DevOps @ Devoxx

J'ai eu la chance de pouvoir assister à la présentation "Les 5 mercenaires du DevOps", qui s'est tenue à l'occasion de Devoxx 2012.

Dans une très bonne ambiance, les animateurs de la session nous ont dressé un tableau très pertinent de ce qui se cache derrière le terme DevOps, agrémenté d'illustrations très pratiques. Pour ceux qui ont raté cet événement, voici ce que j'en ai retenu.

1. DevOps, kézaco?

Le terme DevOps mérite une petite explication. Dans le développement d'une application ou d'un logiciel, trois acteurs principaux sont impliqués :

- le business (le biz) : c'est le client (ou les utilisateurs)

- les développeurs (le dev) : les réalisateurs du projet ou du produit

- les opérations (les ops) : les personnes qui assurent son fonctionnement opérationnel.

Le terme DevOps désigne le point de rencontre entre le monde des développeurs et celui des opérations.

2. C'est quoi le problème?

Si vous faites partie du monde des Dev ou du monde des Ops, cette question ne vous surprend pas... Disons qu'il est difficile pour les uns et les autres de se comprendre, parce que leurs besoins sont presque antinomiques :

- les développeurs cherchent à délivrer des fonctionnalités nouvelles toujours plus rapidement

- les opérationnels cherchent la stabilité et la performance.

De plus, le dialogue est souvent perturbé par le fait que les développeurs se contentent de livrer des éléments de l'application, parfois avec une documentation (in)complète - et complexe - que les opérationnels peinent à installer. Et dans l'autre sens, les opérationnels ne savent pas quelles informations fournir aux développeurs pour les aider à reproduire ou à comprendre des dysfonctionnements de l'application.

3. Et l' intégration continue, c'est pas fait pour ça?

L'intégration continue c'est bien. Mais c'est surtout fait pour améliorer le travail des développeurs et la qualité de leurs livrables. Mais ça ne résout pas le problème de "qu'est-ce qu'un livrable"? Pour le développeur, c'est souvent un jar, ou un war, accompagné d'une bonne documentation d'installation. L'opérationnel, lui, préfèrerait un rpm, incluant les écrans de paramétrage spécifique et les procédures de migration et de rollback, au cas où...

Donc, si une intégration continue est nécessaire pour adresser les problématiques DevOps, elle n'est pas suffisante. Il faut combler l'espace entre ce que le développeur considère comme étant un livrable (le war), et ce que l'opérationnel considère comme étant un input (le rpm).

4. DevOps, c'est des outils?

Oui.
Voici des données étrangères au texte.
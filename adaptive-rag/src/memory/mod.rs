//! # Memory: checkpoints and the retrieval corpus
//!
//! Two independent capabilities:
//!
//! 1. **Checkpointer**: per-session snapshots of the final pipeline state, keyed by
//!    `RunnableConfig::thread_id`. The runner reads the latest one to carry
//!    conversation history into the next query.
//! 2. **Vector store**: the document corpus the pipeline searches. Documents carry
//!    string metadata; entity search relies on a comma-joined tag field (`entities`).
//!
//! ## Implementations
//!
//! | Type                    | Kind         | Feature            |
//! |-------------------------|--------------|--------------------|
//! | [`MemorySaver`]         | Checkpointer | (always)           |
//! | `InMemoryVectorStore`   | VectorStore  | `in-memory-vector` |
//! | [`TimeoutVectorStore`]  | decorator    | (always)           |
//! | `OpenAIEmbedder`        | Embedder     | `openai`           |

mod checkpoint;
mod checkpointer;
mod config;
mod embedder;
mod memory_saver;
mod timeout_store;
mod vector_store;

#[cfg(feature = "in-memory-vector")]
mod in_memory_vector_store;
#[cfg(feature = "openai")]
mod openai_embedder;

pub use checkpoint::{Checkpoint, CheckpointListItem, CheckpointMetadata, CheckpointSource};
pub use checkpointer::{CheckpointError, Checkpointer};
pub use config::RunnableConfig;
pub use embedder::Embedder;
pub use memory_saver::MemorySaver;
pub use timeout_store::TimeoutVectorStore;
pub use vector_store::{Document, SearchHit, StoreError, VectorStore};

#[cfg(feature = "in-memory-vector")]
pub use in_memory_vector_store::InMemoryVectorStore;
#[cfg(feature = "openai")]
pub use openai_embedder::OpenAIEmbedder;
Mais pas que.

DevOps c'est avant tout une philosophie, une volonté. Un peu comme l'agilité qui, elle, a permis d'améliorer le dialogue et la collaboration entre les deux premiers maillons de la chaine, le biz et le dev (mais bon... agile, ça sonne quand même mieux que BizDev!).

Mais, comme il est très difficile de faire du SCRUM sans outil, DevOps a aussi besoin d'un outillage adapté.

5. OK, je suis convaincu. De quels outils ai-je besoin?

On peut considérer que l'outillage utilisé pour l'intégration continue se prête bien à la mise en place de DevOps. Notamment :

- une repository d'artefacts qui permettra d'échanger les packages de livraison entre l'équipe de développement et celle d'exploitation.

- un moteur d'intégration continue qui permettra d'automatiser les jobs de déploiement pour une mise en production ou une livraison aux équipes de tests sans soucis.

L'outillage à adopter dépend de votre budget. Mais parmi les solutions les plus populaires on peut citer :

- SVN ou git pour la gestion de configuration

- Nexus, Archiva ou Artifactory pour la repository d'artefacts

- Bamboo, Teamcity ou Jenkins pour le moteur (de l'avis des animateurs, Bamboo et Teamcity sont plus avancés que Jenkins, mais ils ne sont pas gratuits...). On peut imaginer un moteur pour le développement, un pour la QA et un pour les Ops.

- Fisheye, Crucible pour la collaboration autour des sources et des packages

- Confluence pour la collaboration au sens large

DevOps se justifiant également pour le dialogue entre le développement et les équipes qualité, on peut ajouter à cette liste Sonar pour la validation du code.